US20260082510A1
DIRECT LIQUID COOLING SYSTEMS WITH COOLANT LEAKAGE DETECTION
Publication
Application
Classifications
IPC Classifications
CPC Classifications
Applicants
Super Micro Computer, Inc.
Inventors
Mark YANG, Ming JIAN
Abstract
Systems and methods for detecting coolant leakage in direct liquid cooling systems are disclosed. Liquid coolant is flowed through cold plates that are attached to adjacent processors. Sensor readings of the processors are formed into a differential signal. Distribution of the differential signal is determined. Leakage of the liquid coolant is detected from the distribution of the differential signal.
Figures
Description
TECHNICAL FIELD
[0001]The present disclosure is directed to direct liquid cooling of electronic components.
BACKGROUND
[0002]Direct liquid cooling, also known as direct-to-chip cooling, is a cooling system in which a liquid coolant is circulated directly over the surface of an integrated circuit (IC) chip to dissipate heat efficiently. Direct liquid cooling allows for precise temperature control of specific high-heat components like central processing units (CPUs), graphics processing units (GPUs), and other processors, directly addressing the areas that generate the most heat. This targeted approach can lead to more efficient cooling and better performance optimization for those critical components. However, direct liquid cooling also has a higher risk of leaks at the interfaces where the liquid coolant is circulated, which could damage sensitive components.
[0003]Conventional methods for detecting coolant leakage in direct liquid cooling systems typically involve using specialized sensors or specific chemicals, such as fluorescent dyes, to identify leaks. Both approaches face challenges, particularly in managing sensor bias and noise when measuring individual IC chips being cooled. These challenges not only increase design costs but also complicate efforts to achieve the desired reliability.
BRIEF SUMMARY
[0004]In one embodiment, a method of detecting coolant leakage in a direct liquid cooling system includes receiving temperature readings of a first processor that is attached to a first cold plate. Temperature readings of a second processor that is attached to a second cold plate are received. The first processor is adjacent to the second processor on a circuit board.

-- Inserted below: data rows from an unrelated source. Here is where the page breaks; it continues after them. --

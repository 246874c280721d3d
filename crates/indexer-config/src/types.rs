//! Configuration schema.

use std::collections::HashMap;

use serde::{Deserialize, Serialize};

use indexer_types::Address;

#[derive(Debug, Clone, Serialize, Deserialize)]
pub struct IndexerConfig {
	#[serde(default)]
	pub indexer: GeneralConfig,
	pub contracts: ContractsConfig,
	#[serde(default)]
	pub workers: WorkersConfig,
	#[serde(default)]
	pub expiry: ExpiryConfig,
	/// Fixed conversion rates for non-native settlement currencies.
	#[serde(default)]
	pub prices: Vec<PriceRateConfig>,
	/// Marketplace-frontend domain per protocol tag, for attribution.
	#[serde(default)]
	pub sources: HashMap<String, String>,
}

#[derive(Debug, Clone, Serialize, Deserialize)]
pub struct GeneralConfig {
	#[serde(default = "default_name")]
	pub name: String,
	#[serde(default = "default_log_level")]
	pub log_level: String,
	/// Backfill mode writes canonical rows but skips reconciliation fan-out.
	#[serde(default)]
	pub backfill: bool,
}

impl Default for GeneralConfig {
	fn default() -> Self {
		Self {
			name: default_name(),
			log_level: default_log_level(),
			backfill: false,
		}
	}
}

/// On-chain deployments the handlers and adapters are keyed to.
#[derive(Debug, Clone, Serialize, Deserialize)]
pub struct ContractsConfig {
	/// Wrapped native token; the only supported buy-side payment token.
	pub weth: Address,
	pub zeroex_v4_exchange: Address,
	pub payment_processor_exchange: Address,
	pub looks_rare_exchange: Address,
	pub wyvern_exchange: Address,
	pub punks: Address,
}

#[derive(Debug, Clone, Serialize, Deserialize)]
pub struct WorkersConfig {
	#[serde(default = "default_concurrency")]
	pub order_info_concurrency: usize,
	#[serde(default = "default_concurrency")]
	pub maker_info_concurrency: usize,
	#[serde(default = "default_concurrency")]
	pub order_concurrency: usize,
	#[serde(default = "default_max_attempts")]
	pub max_attempts: u32,
	#[serde(default = "default_retry_delay_secs")]
	pub retry_delay_secs: u64,
}

impl Default for WorkersConfig {
	fn default() -> Self {
		Self {
			order_info_concurrency: default_concurrency(),
			maker_info_concurrency: default_concurrency(),
			order_concurrency: default_concurrency(),
			max_attempts: default_max_attempts(),
			retry_delay_secs: default_retry_delay_secs(),
		}
	}
}

#[derive(Debug, Clone, Serialize, Deserialize)]
pub struct ExpiryConfig {
	#[serde(default = "default_expiry_interval_secs")]
	pub interval_secs: u64,
}

impl Default for ExpiryConfig {
	fn default() -> Self {
		Self {
			interval_secs: default_expiry_interval_secs(),
		}
	}
}

/// `numerator / denominator` native units per currency unit.
#[derive(Debug, Clone, Serialize, Deserialize)]
pub struct PriceRateConfig {
	pub currency: Address,
	pub numerator: u64,
	pub denominator: u64,
}

fn default_name() -> String {
	"nft-indexer".to_string()
}

fn default_log_level() -> String {
	"info".to_string()
}

fn default_concurrency() -> usize {
	4
}

fn default_max_attempts() -> u32 {
	5
}

fn default_retry_delay_secs() -> u64 {
	1
}

fn default_expiry_interval_secs() -> u64 {
	60
}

A differential temperature signal is formed by subtracting the temperature readings of the first processor from the temperature readings of the second processor. A distribution of the differential temperature signal is determined. Leakage of liquid coolant flowing through either the first cold plate or the second cold plate is detected based at least on the distribution of the differential temperature signal.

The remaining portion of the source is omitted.